The structure of American federalism provides one of the most important disintegrating influences on American politics, but the Constitution struck a further blow at the basis of any attempt to centralise political power. The Founding Fathers, in their determination to limit the power of government, also established a strict separation of personnel between Congress and the president’s administration, and gave to president and Congress a different electoral basis and different constituencies. The president cannot dissolve Congress if it displeases him, nor does he resign if his proposals are rejected by it. Thus, although both president and Congress are concerned with the passage of legislation and with the way that it is put into effect, there are very few formal links between them. A major function of the political parties throughout their history has been to provide such links between the separated branches of government; but their success in coordinating these activities has been only partial. Indeed, as a result of this institutional division of governmental power, each of the political parties has been divided into a presidential wing and a congressional wing.

The distinctive quality of these two wings of each of the major political parties led James McGregor Burns to describe the American party system as a four-party system. The presidential Democrats, the presidential Republicans, the congressional Democrats and the congressional Republicans are, he argued, ‘separate though overlapping parties’. Each has its own institutional patterns and ideology, representing a different style of politics. The presidential Democrats differ from the congressional Democrats in their electoral base, appealing, in part at least, to different sections of the population. The presidential party seeks its major support in the urban areas of the large industrialised states, while many Democratic senators and congressmen are much more responsive to rural and suburban influences. The presidential wings of both parties tend to be closer together doctrinally than they are to the respective congressional wings of their own parties. Indeed, the conflict between the two wings of a party may be more bitter and intense than the conflict between the parties themselves.

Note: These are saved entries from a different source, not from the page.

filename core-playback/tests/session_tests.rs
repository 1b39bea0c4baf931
//! Behavior tests for the session controller against fake host bridges.

mod support;

use core_playback::position_store::{position_key, PLAYBACK_SPEED_KEY};
use core_playback::{PlayRequest, PlaybackError, PositionStore, SessionConfig, SessionPhase};
use core_runtime::config::HostPlatform;
use core_runtime::events::{CoreEvent, PlaybackEvent};
use std::sync::Arc;
use std::time::Duration;
use support::*;

fn uri(id: &str) -> String {
    lesson(id).remote_url
}

async fn play_and_wait(harness: &Harness, request: PlayRequest) {
    let target = request.uri.clone();
    harness.session.play_track(request).await.unwrap();
    wait_for(&harness.session, |s| {
        s.current_uri.as_deref() == Some(target.as_str()) && s.phase == SessionPhase::Playing
    })
    .await;
}

// ============================================================================
// Loading and toggling
// ============================================================================

#[tokio::test]
async fn test_play_track_loads_and_starts() {
    let harness = HarnessBuilder::new().start().await;
    let mut events = harness.events.subscribe();

    harness
        .session
        .play_track(PlayRequest::new(uri("a")).with_queue(vec![lesson("a"), lesson("b")]))
        .await
        .unwrap();

    let loading = harness.session.snapshot();
    assert!(loading.is_loading || loading.phase == SessionPhase::Playing);
    assert!(loading.is_playing, "intent to play is shown immediately");

    let snapshot = wait_for(&harness.session, |s| s.phase == SessionPhase::Playing).await;
    assert!(!snapshot.is_loading);
    assert_eq!(snapshot.current_title.as_deref(), Some("Lesson a"));
    assert_eq!(snapshot.current_track_id.as_deref(), Some("a"));
    assert_eq!(snapshot.duration_ms, TRACK_LENGTH.as_millis() as u64);

    wait_for_event(&mut events, |e| {
        matches!(e, CoreEvent::Playback(PlaybackEvent::Started { .. }))
    })
    .await;
    assert_eq!(harness.player.rates(), vec![1.0]);
}

#[tokio::test]
async fn test_replaying_current_track_toggles_without_reloading() {
    let harness = HarnessBuilder::new().start().await;
    play_and_wait(&harness, PlayRequest::new(uri("a"))).await;

    harness.session.play_track(PlayRequest::new(uri("a"))).await.unwrap();
    let paused = harness.session.snapshot();
    assert_eq!(paused.phase, SessionPhase::Paused);
    assert!(!paused.is_playing);

    harness.session.play_track(PlayRequest::new(uri("a"))).await.unwrap();
    assert!(harness.session.snapshot().is_playing);

    assert_eq!(harness.player.load_count(), 1);
    assert_eq!(harness.player.play_count(), 2);
}

#[tokio::test]
async fn test_unknown_uri_plays_with_fallback_title() {
    let harness = HarnessBuilder::new().start().await;
    play_and_wait(&harness, PlayRequest::new("https://elsewhere.example.com/x.mp3")).await;

    let snapshot = harness.session.snapshot();
    assert_eq!(snapshot.current_title.as_deref(), Some("Audio"));
    assert_eq!(snapshot.current_track_id, None);
}

#[tokio::test]
async fn test_switching_tracks_releases_previous_handle() {
    let harness = HarnessBuilder::new().start().await;
    play_and_wait(&harness, PlayRequest::new(uri("a"))).await;
    harness.player.progress(&uri("a"), Duration::from_millis(7000));
    wait_for(&harness.session, |s| s.position_ms == 7000).await;

    play_and_wait(&harness, PlayRequest::new(uri("b"))).await;

    assert_eq!(harness.player.live_uris(), vec![uri("b")]);
    assert_eq!(
        harness.settings.get(&position_key(&uri("a"))).as_deref(),
        Some("7000")
    );
}

// ============================================================================
// Position persistence
// ============================================================================

#[tokio::test]
async fn test_position_round_trip_across_sessions() {
    let settings = MemorySettings::new();

    let first = HarnessBuilder::new().settings(settings.clone()).start().await;
    play_and_wait(&first, PlayRequest::new(uri("a"))).await;
    first.session.seek_to(5000.0).await.unwrap();
    first.session.shutdown().await;

    let second = HarnessBuilder::new().settings(settings).start().await;
    let mut events = second.events.subscribe();
    second.session.play_track(PlayRequest::new(uri("a"))).await.unwrap();

    let snapshot = wait_for(&second.session, |s| {
        s.phase == SessionPhase::Playing && s.position_ms == 5000
    })
    .await;
    assert!(snapshot.is_playing);
    assert_eq!(second.player.seeks_of(&uri("a")), vec![5000]);

    let restored = wait_for_event(&mut events, |e| {
        matches!(e, CoreEvent::Playback(PlaybackEvent::PositionRestored { .. }))
    })
    .await;
    assert_eq!(
        restored,
        CoreEvent::Playback(PlaybackEvent::PositionRestored {
            uri: uri("a"),
            position_ms: 5000
        })
    );
}

#[tokio::test]
async fn test_saved_position_past_duration_is_not_restored() {
    let settings = MemorySettings::new();
    let store = PositionStore::new(settings.clone());
    store.save(&uri("a"), 90_000).await;

    let harness = HarnessBuilder::new().settings(settings).start().await;
    play_and_wait(&harness, PlayRequest::new(uri("a"))).await;

    assert!(harness.player.seeks_of(&uri("a")).is_empty());
}

#[tokio::test]
async fn test_completion_clears_saved_position() {
    let settings = MemorySettings::new();
    let harness = HarnessBuilder::new().settings(settings.clone()).start().await;
    let mut events = harness.events.subscribe();

    play_and_wait(&harness, PlayRequest::new(uri("a"))).await;
    harness.session.seek_to(5000.0).await.unwrap();
    assert!(settings.get(&position_key(&uri("a"))).is_some());

    harness.player.finish(&uri("a"));
    wait_for_event(&mut events, |e| {
        matches!(e, CoreEvent::Playback(PlaybackEvent::Completed { .. }))
    })
    .await;

    let snapshot = harness.session.snapshot();
    assert_eq!(snapshot.phase, SessionPhase::Idle);
    assert!(!snapshot.is_playing);
    assert_eq!(snapshot.position_ms, 0);
    assert_eq!(harness.player.seeks_of(&uri("a")).last(), Some(&0));

    let fresh = PositionStore::new(settings);
    assert_eq!(fresh.load(&uri("a")).await, None);
}

#[tokio::test]
async fn test_finished_track_replays_from_start_without_reload() {
    let harness = HarnessBuilder::new().start().await;
    let mut events = harness.events.subscribe();
    play_and_wait(&harness, PlayRequest::new(uri("a"))).await;

    harness.player.finish(&uri("a"));
    wait_for_event(&mut events, |e| {
        matches!(e, CoreEvent::Playback(PlaybackEvent::Completed { .. }))
    })
    .await;

    harness.session.play_track(PlayRequest::new(uri("a"))).await.unwrap();
    wait_for(&harness.session, |s| s.phase == SessionPhase::Playing).await;
    assert_eq!(harness.player.load_count(), 1);
}

#[tokio::test]
async fn test_pause_persists_position() {
    let harness = HarnessBuilder::new().start().await;
    play_and_wait(&harness, PlayRequest::new(uri("a"))).await;
    harness.player.progress(&uri("a"), Duration::from_millis(4200));
    wait_for(&harness.session, |s| s.position_ms == 4200).await;

    harness.session.pause(true).await.unwrap();

    assert_eq!(
        harness.settings.get(&position_key(&uri("a"))).as_deref(),
        Some("4200")
    );
    assert!(!harness.session.snapshot().is_playing);
}

#[tokio::test]
async fn test_periodic_save_while_playing() {
    let config = SessionConfig {
        position_save_interval: Duration::from_millis(20),
        ..Default::default()
    };
    let harness = HarnessBuilder::new().config(config).start().await;
    play_and_wait(&harness, PlayRequest::new(uri("a"))).await;
    harness.player.progress(&uri("a"), Duration::from_millis(2500));

    let settings = harness.settings.clone();
    let key = position_key(&uri("a"));
    tokio::time::timeout(Duration::from_secs(2), async {
        while settings.get(&key).as_deref() != Some("2500") {
            tokio::time::sleep(Duration::from_millis(10)).await;
        }
    })
    .await
    .expect("position saved periodically");
}

/// Poll `condition` on the wall clock so interval timers keep firing.
async fn eventually(mut condition: impl FnMut() -> bool) {
    tokio::time::timeout(Duration::from_secs(2), async {
        while !condition() {
            tokio::time::sleep(Duration::from_millis(5)).await;
        }
    })
    .await
    .expect("condition never held");
}

#[tokio::test]
async fn test_slow_periodic_save_cannot_outlive_completion() {
    let settings = MemorySettings::new();
    let gate = settings.hold_next_position_write();
    let config = SessionConfig {
        position_save_interval: Duration::from_millis(20),
        ..Default::default()
    };
    let harness = HarnessBuilder::new()
        .settings(settings.clone())
        .config(config)
        .start()
        .await;
    let mut events = harness.events.subscribe();

    play_and_wait(&harness, PlayRequest::new(uri("a"))).await;
    harness.player.progress(&uri("a"), Duration::from_millis(59_000));
    wait_for(&harness.session, |s| s.position_ms == 59_000).await;
    eventually(|| settings.position_write_held()).await;

    harness.player.finish(&uri("a"));
    wait_for(&harness.session, |s| s.phase == SessionPhase::Idle).await;
    gate.notify_one();
    wait_for_event(&mut events, |e| {
        matches!(e, CoreEvent::Playback(PlaybackEvent::Completed { .. }))
    })
    .await;

    assert_eq!(settings.get(&position_key(&uri("a"))), None);
    let fresh = PositionStore::new(settings);
    assert_eq!(fresh.load(&uri("a")).await, None);
}
//! # Playback Engine Adapter
//!
//! Owns at most one native player handle and normalizes the native status
//! callbacks into [`StatusSnapshot`]s.
//!
//! ## Generations
//!
//! Every load is tagged with a generation taken from [`PlaybackEngine::begin_load`].
//! Status reports are forwarded as [`EngineStatus`] carrying that generation,
//! so consumers can drop reports from a track they already switched away from.
//! A native load that completes after a newer load was requested is unloaded
//! immediately and reported as [`LoadOutcome::Superseded`].
//!
//! ```text
//!  begin_load() ──> LoadTicket{gen}
//!        │
//!        ▼
//!  load(ticket, uri) ── release previous handle
//!        │           ── native load (listener tagged with gen)
//!        ▼
//!  gen still latest? ── yes ─> Loaded
//!        └──────────── no ──> unload new handle, Superseded
//! ```

use bridge_traits::{LoadOptions, NativeAudioPlayer, NativeHandleId, PlayerStatus, PlayerStatusListener};
use core_runtime::logging::redact_url;
use parking_lot::Mutex;
use std::sync::atomic::{AtomicBool, Ordering};
use std::sync::Arc;
use std::time::Duration;
use tokio::sync::mpsc;
use tracing::{debug, trace, warn};

use crate::error::{PlaybackError, Result};
use crate::rate::PlaybackRate;

/// Normalized status of the loaded track.
#[derive(Debug, Clone, Default, PartialEq, Eq)]
pub struct StatusSnapshot {
    pub position_ms: u64,
    /// 0 while unknown.
    pub duration_ms: u64,
    pub playing: bool,
    pub buffering: bool,
    pub did_finish: bool,
    pub error: Option<String>,
}

impl From<&PlayerStatus> for StatusSnapshot {
    fn from(status: &PlayerStatus) -> Self {
        Self {
            position_ms: duration_to_ms(status.position),
            duration_ms: status.duration.map(duration_to_ms).unwrap_or(0),
            playing: status.is_playing,
            buffering: status.is_buffering,
            did_finish: status.did_just_finish,
            error: status.error.clone(),
        }
    }
}

fn duration_to_ms(duration: Duration) -> u64 {
    u64::try_from(duration.as_millis()).unwrap_or(u64::MAX)
}

/// A status report tagged with the generation of the load that produced it.
#[derive(Debug, Clone, PartialEq, Eq)]
pub struct EngineStatus {
    pub generation: u64,
    pub snapshot: StatusSnapshot,
}

/// Reservation for one load request.
#[derive(Debug, Clone, Copy, PartialEq, Eq)]
pub struct LoadTicket {
    generation: u64,
}

impl LoadTicket {
    pub fn generation(&self) -> u64 {
        self.generation
    }
}

/// Result of a load that did not fail.
#[derive(Debug, Clone, Copy, PartialEq, Eq)]
pub enum LoadOutcome {
    /// The handle is now the engine's current handle.
    Loaded,
    /// A newer load was requested meanwhile; the handle was released again.
    Superseded,
}

/// Listener registered with the native player for one load.
///
/// Goes silent once its handle is released; that is the unsubscribe.
struct GenerationListener {
    generation: u64,
    active: Arc<AtomicBool>,
    tx: mpsc::UnboundedSender<EngineStatus>,
}

impl PlayerStatusListener for GenerationListener {
    fn on_status(&self, status: PlayerStatus) {
        if !self.active.load(Ordering::Acquire) {
            return;
        }
        let report = EngineStatus {
            generation: self.generation,
            snapshot: StatusSnapshot::from(&status),
        };
        if self.tx.send(report).is_err() {
            trace!(generation = self.generation, "Status receiver gone");
        }
    }
}

struct LoadedHandle {
    id: NativeHandleId,
    generation: u64,
    uri: String,
    active: Arc<AtomicBool>,
}

#[derive(Default)]
struct EngineState {
    latest_generation: u64,
    current: Option<LoadedHandle>,
}

pub struct PlaybackEngine {
    player: Arc<dyn NativeAudioPlayer>,
    options: LoadOptions,
    state: Mutex<EngineState>,
    status_tx: mpsc::UnboundedSender<EngineStatus>,
}

impl PlaybackEngine {
    /// Create the engine and the receiving end of its status stream.
    pub fn new(
        player: Arc<dyn NativeAudioPlayer>,
        options: LoadOptions,
    ) -> (Self, mpsc::UnboundedReceiver<EngineStatus>) {
        let (status_tx, status_rx) = mpsc::unbounded_channel();
        let engine = Self {
            player,
            options,
            state: Mutex::new(EngineState::default()),
            status_tx,
        };
        (engine, status_rx)
    }

    /// Reserve the next generation. Any load holding an older ticket is now stale.
    pub fn begin_load(&self) -> LoadTicket {
        let mut state = self.state.lock();
        state.latest_generation += 1;
        LoadTicket {
            generation: state.latest_generation,
        }
    }

    pub fn is_latest(&self, ticket: LoadTicket) -> bool {
        self.state.lock().latest_generation == ticket.generation
    }

    /// Load `uri`, replacing the current handle.
    ///
    /// The previous handle is released before the native load starts.
    pub async fn load(&self, ticket: LoadTicket, uri: &str) -> Result<LoadOutcome> {
        let previous = {
            let mut state = self.state.lock();
            if state.latest_generation != ticket.generation {
                return Ok(LoadOutcome::Superseded);
            }
            state.current.take()
        };
        if let Some(previous) = previous {
            self.unload_handle(previous).await;
        }

        let active = Arc::new(AtomicBool::new(true));
        let listener = Arc::new(GenerationListener {
            generation: ticket.generation,
            active: Arc::clone(&active),
            tx: self.status_tx.clone(),
        });

        debug!(uri = %redact_url(uri), generation = ticket.generation, "Loading native player");
        let id = match self.player.load(uri, self.options, listener).await {
            Ok(id) => id,
            Err(e) => {
                active.store(false, Ordering::Release);
                return Err(PlaybackError::Load {
                    uri: uri.to_string(),
                    cause: e.to_string(),
                });
            }
        };

        let stale = {
            let mut state = self.state.lock();
            if state.latest_generation == ticket.generation {
                state.current = Some(LoadedHandle {
                    id,
                    generation: ticket.generation,
                    uri: uri.to_string(),
                    active: Arc::clone(&active),
                });
                false
            } else {
                true
            }
        };

        if stale {
            debug!(generation = ticket.generation, "Load superseded, releasing late handle");
            self.unload_handle(LoadedHandle {
                id,
                generation: ticket.generation,
                uri: uri.to_string(),
                active,
            })
            .await;
            return Ok(LoadOutcome::Superseded);
        }

        Ok(LoadOutcome::Loaded)
    }

    fn current_handle(&self) -> Option<NativeHandleId> {
        self.state.lock().current.as_ref().map(|h| h.id)
    }

    /// Generation of the loaded handle, if any.
    pub fn loaded_generation(&self) -> Option<u64> {
        self.state.lock().current.as_ref().map(|h| h.generation)
    }

    pub fn loaded_uri(&self) -> Option<String> {
        self.state.lock().current.as_ref().map(|h| h.uri.clone())
    }

    pub async fn play(&self) -> Result<()> {
        let Some(handle) = self.current_handle() else {
            return Ok(());
        };
        self.player.play(handle).await.map_err(engine_error)
    }

    pub async fn pause(&self) -> Result<()> {
        let Some(handle) = self.current_handle() else {
            return Ok(());
        };
        self.player.pause(handle).await.map_err(engine_error)
    }

    /// Seek the loaded track. NaN, negative and infinite targets are ignored.
    pub async fn seek_to(&self, position_ms: f64) -> Result<()> {
        if !position_ms.is_finite() || position_ms < 0.0 {
            debug!(position_ms, "Ignoring invalid seek target");
            return Ok(());
        }
        let Some(handle) = self.current_handle() else {
            return Ok(());
        };
        let target = Duration::from_millis(position_ms.round() as u64);
        self.player.seek(handle, target).await.map_err(engine_error)
    }

    /// Change the speed of the loaded track, keeping pitch constant.
    pub async fn set_rate(&self, rate: PlaybackRate) -> Result<()> {
        let Some(handle) = self.current_handle() else {
            return Ok(());
        };
        self.player
            .set_rate(handle, rate.as_f32(), true)
            .await
            .map_err(engine_error)
    }

    /// Release the current handle and invalidate in-flight loads. Idempotent.
    pub async fn release(&self) {
        let current = {
            let mut state = self.state.lock();
            state.latest_generation += 1;
            state.current.take()
        };
        if let Some(handle) = current {
            self.unload_handle(handle).await;
        }
    }

    /// Release only if `generation` is still the latest request.
    ///
    /// Returns `false` when a newer load has taken over.
    pub async fn release_generation(&self, generation: u64) -> bool {
        let current = {
            let mut state = self.state.lock();
            if state.latest_generation != generation {
                return false;
            }
            state.latest_generation += 1;
            state.current.take()
        };
        if let Some(handle) = current {
            self.unload_handle(handle).await;
        }
        true
    }

    async fn unload_handle(&self, handle: LoadedHandle) {
        handle.active.store(false, Ordering::Release);
        if let Err(e) = self.player.unload(handle.id).await {
            warn!(
                error = %e,
                uri = %redact_url(&handle.uri),
                generation = handle.generation,
                "Failed to unload native player"
            );
        }
    }
}

impl std::fmt::Debug for PlaybackEngine {
    fn fmt(&self, f: &mut std::fmt::Formatter<'_>) -> std::fmt::Result {
        let state = self.state.lock();
        f.debug_struct("PlaybackEngine")
            .field("latest_generation", &state.latest_generation)
            .field("loaded", &state.current.as_ref().map(|h| h.generation))
            .finish()
    }
}

fn engine_error(e: bridge_traits::BridgeError) -> PlaybackError {
    PlaybackError::Engine(e.to_string())
}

It is, of course, difficult to draw precise lines between the presidential and congressional wings of the party. Some members of Congress must be numbered among the supporters of the presidential wing, although usually they are relatively few in number, and each of the two wings will make attempts to influence or even control the other. The nomination of Senator Barry Goldwater by the Republicans in 1964 represented the success of the congressional Republicans over the presidential Republicans, and his ensuing defeat at the hands of the electorate illustrated the differing bases of support upon which the two wings of the party must depend. Goldwater was out of his element in presidential politics, and never seemed able to come to terms with the new context in which he found himself. Although both John F. Kennedy and Richard Nixon had served in the Senate before election tothe White House, few senators have been able to make the transition to the presidency, experience as the governor of a state being considered a better apprenticeship. President Lyndon Johnson had been Democratic leader of the Senate, but he succeeded to the presidency as a result of the assassination of John F. Kennedy and was subsequently elected in his own right.


The ideological content of American politics

The constitutional and structural aspects of the party system that we have surveyed are understandable as far as they go, but something more is needed to comprehend fully why America has a ‘two-party’ system. What is politics about in America, and what role do ideas play in the working of the system? What are the issues that give life to the political system?

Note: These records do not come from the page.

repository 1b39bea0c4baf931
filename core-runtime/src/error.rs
use thiserror::Error;

#[derive(Error, Debug)]
pub enum Error {
    #[error("Configuration error: {0}")]
    Config(String),

    #[error("Capability missing: {capability} - {message}")]
    CapabilityMissing { capability: String, message: String },

    #[error("Internal error: {0}")]
    Internal(String),
}

pub type Result<T> = std::result::Result<T, Error>;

The relation between ideas and political structures is always very complex and nowhere more so than in the United States. Political ideas take different forms and exist at different levels of consciousness. The term ‘ideology’ is usually applied to a system of thought in which a number of ideas about the nature of the political system and the role of government are logically related to each other, and developed as a consciously held guide to political action. Socialism, communism and fascism are the prime examples of such ideologies. In this sense ideology plays a very small, indeed an almost negligible role in American politics. These ideologies have never been held by any more than a tiny proportion of the American population and although there are a number of political parties based upon these ideas, among them the Communist Party USA, the Socialist Labor Party of America and even the American Nazi Party, these organisations have never had a significant effect on American politics, at any rate at the national level. This is often referred to as ‘American exceptionalism’, the fact that American politics has always been different from the politics of old Europe. Yet there is an important role for ideas in American politics, and an understanding of the American ideology, ‘Americanism’, is essential for a full understanding of the two-party system.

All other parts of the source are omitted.